There's a few things that folks like yourself can do to avoid these
surprises
1. Look through your logs for deprecation warnings now and when you get
1.18 fully running
2. Start testing 1.19 (trunk) *now* rather than waiting for the release.
You may be able to catch a gratuitous interface change while there's still
time to revert it, saving yourself the trouble of updating your code and
saving others from going through the breakage you're experiencing now.
3. Release the source code to your extension, either directly on our site,
or on github/gitorious/wherever in anticipation of being able to mirror
your work in our shiny new Git repo. Our devs are generally pretty good
about updating extensions that are checked into our repository
4. If you can't release the source for whatever reason, help write unit
tests for the APIs that matter to you, so that you can track when they
break or are changed.
5. If you don't have time to help write unit tests, help identify those
APIs you'd like to see have unit tests.
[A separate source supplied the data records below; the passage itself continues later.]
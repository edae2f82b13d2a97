//! The five stage transition functions.
//!
//! Every function reads only the committed `current` latches and writes its
//! output latch into `next`; the engine commits `next` atomically at the end
//! of the cycle.

use super::pipeline::ExLatch;
use super::pipeline::IdLatch;
use super::pipeline::IfLatch;
use super::pipeline::MemLatch;
use super::pipeline::PipelineState;
use super::pipeline::WbLatch;
use crate::alu::alu;
use crate::cpu::CoreHistory;
use crate::cpu::RegisterFile;
use crate::error::SimulatorResult;
use crate::instruction::Instruction;
use crate::instruction::OpKind;
use crate::memory::DataMemory;
use crate::memory::InstructionMemory;

/// IF stage: fetch the word at the current PC.
/// A word decoding to HALT stops further fetching but still flows once
/// into ID so in-flight work ahead of it completes.
pub fn instruction_fetch(
    current: &PipelineState,
    next: &mut PipelineState,
    imem: &InstructionMemory,
) -> SimulatorResult<()> {
    if current.if_stage.nop {
        next.if_stage = current.if_stage;
        next.id = IdLatch::default();
        return Ok(());
    }

    let pc = current.if_stage.pc;
    let raw = imem.fetch_instruction(pc)?;
    let halt = Instruction::decode(raw).op == OpKind::Halt;

    next.if_stage = IfLatch { nop: halt, pc: if halt { pc } else { pc.wrapping_add(4) } };
    next.id = IdLatch { nop: false, pc, raw_inst: raw };
    Ok(())
}

/// ID stage: decode the latched word and read source registers.
/// The HALT sentinel is counted once, then converted to a bubble.
pub fn instruction_decode(
    current: &PipelineState,
    next: &mut PipelineState,
    rf: &RegisterFile,
    history: &mut CoreHistory,
) {
    if current.id.nop {
        next.ex = ExLatch::default();
        return;
    }

    let inst = Instruction::decode(current.id.raw_inst);
    history.inst_count += 1;

    if inst.op == OpKind::Halt {
        next.ex = ExLatch::default();
        return;
    }

    next.ex = ExLatch {
        nop: false,
        pc: current.id.pc,
        op: inst.op,
        alu_op: inst.controls.alu_op,
        read_data1: rf.read(inst.rs1),
        read_data2: rf.read(inst.rs2),
        imm: inst.imm,
        rs1: inst.rs1,
        rs2: inst.rs2,
        wrt_reg_addr: inst.rd,
        is_i_type: inst.controls.is_i_type,
        rd_mem: inst.controls.rd_mem,
        wrt_mem: inst.controls.wrt_mem,
        wrt_enable: inst.controls.wrt_rf,
    };
}

/// EX stage: ALU computation over forwarded operands, and branch/jump
/// resolution. Returns the redirect target when control flow is taken.
pub fn execute(current: &PipelineState, next: &mut PipelineState) -> Option<u32> {
    if current.ex.nop {
        next.mem = MemLatch::default();
        return None;
    }
    let ex = &current.ex;

    // Forward priority: EX/MEM result, then MEM/WB result, then the
    // register value read in ID
    let op1 = if current.ex_forward_op1() {
        current.mem.alu_result
    } else if current.mem_forward_op1() {
        current.wb.wrt_data
    } else {
        ex.read_data1
    };
    let op2 = if current.ex_forward_op2() {
        current.mem.alu_result
    } else if current.mem_forward_op2() {
        current.wb.wrt_data
    } else {
        ex.read_data2
    };

    let mut redirect = None;
    let alu_result = match ex.op {
        OpKind::Beq => {
            if op1 == op2 {
                redirect = Some(ex.pc.wrapping_add(ex.imm as u32));
            }
            0
        }
        OpKind::Bne => {
            if op1 != op2 {
                redirect = Some(ex.pc.wrapping_add(ex.imm as u32));
            }
            0
        }
        OpKind::Jal => {
            redirect = Some(ex.pc.wrapping_add(ex.imm as u32));
            // Link value
            ex.pc.wrapping_add(4)
        }
        _ => {
            let alu_b = if ex.is_i_type || ex.wrt_mem { ex.imm as u32 } else { op2 };
            alu(ex.alu_op, op1, alu_b)
        }
    };

    next.mem = MemLatch {
        nop: false,
        alu_result,
        store_data: op2,
        wrt_reg_addr: ex.wrt_reg_addr,
        rd_mem: ex.rd_mem,
        wrt_mem: ex.wrt_mem,
        wrt_enable: ex.wrt_enable,
    };
    redirect
}

/// MEM stage: load/store at the address computed in EX.
/// Load results become forwardable from the end of this stage.
pub fn memory_access(
    current: &PipelineState,
    next: &mut PipelineState,
    dmem: &mut DataMemory,
) -> SimulatorResult<()> {
    if current.mem.nop {
        next.wb = WbLatch::default();
        return Ok(());
    }
    let mem = &current.mem;

    let wrt_data = if mem.rd_mem {
        dmem.load_word(mem.alu_result)?
    } else if mem.wrt_mem {
        dmem.store_word(mem.alu_result, mem.store_data)?;
        0
    } else {
        mem.alu_result
    };

    next.wb = WbLatch {
        nop: false,
        wrt_data,
        wrt_reg_addr: mem.wrt_reg_addr,
        wrt_enable: mem.wrt_enable,
    };
    Ok(())
}

/// WB stage: commit the result to the register file.
/// Runs before ID within a cycle, so a reader three instructions behind
/// the producer sees the fresh value.
pub fn write_back(current: &PipelineState, rf: &mut RegisterFile) {
    if current.wb.nop || !current.wb.wrt_enable {
        return;
    }
    rf.write(current.wb.wrt_reg_addr, current.wb.wrt_data);
}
I don't know if we have a central
place to collect "most wanted unit tests", but I'm sure something like that
could be started if you're interested in participating at that level.
I vaguely remember some of the changes you outline below, and I think some
of them even stung us during the 1.18 deploy. I'm interested in
understanding better why these changes were made.
More inline:
1. The global variable $action disappeared,
breaking a bunch of our
extensions. I switched to $wgRequest->getVal('action').
I'll assume Chad is correct that this was never intended to be a stable
global.
2. The removal of Xml::hidden() caused one of our
extensions to
break. I switched to Xml::input(..., array('type', 'hidden'))
This one bit us during the 1.18 release cycle, and it looks like we fixed
it for ourselves:
http://www.mediawiki.org/wiki/Special:Code/MediaWiki/97784
...but forgot to also put it back in 1.18 (and trunk for that matter).
Aaron made that fix in the middle of the rather hectic 1.18 deployment
cycle, so I can see why we missed it, but it's still a shame. Given that
this will probably also bite us in 1.19, we should probably backport to
trunk, and REL1_18 for those people that haven't upgraded yet.
3. A few of our older extensions were not ported to ResourceLoader yet
and were adding JS and CSS via $wgOut->add...
calls. They worked in 1.17
and all broke in 1.18. I ported them to use ResourceLoader, but this is not
a good solution yet because of bug 31676 (the 32-stylesheet limit of IE,
https://bugzilla.wikimedia.org/show_bug.cgi?id=31676) which IMHO is a
very serious time-bomb waiting to explode. I hope it makes it into
"1.19wmf deployment" as planned.
Is this all versions of IE?
4. Some of our parser tag extensions had a bug, in that they didn't
return a value in the tag callback. (These tags had
no visual display.)
This didn't cause problems in 1.17 and earlier, but in 1.18.0 it caused a
UNIQ.....QINU string to render on the page. I fixed our extensions to
return the empty string, and the problem went away.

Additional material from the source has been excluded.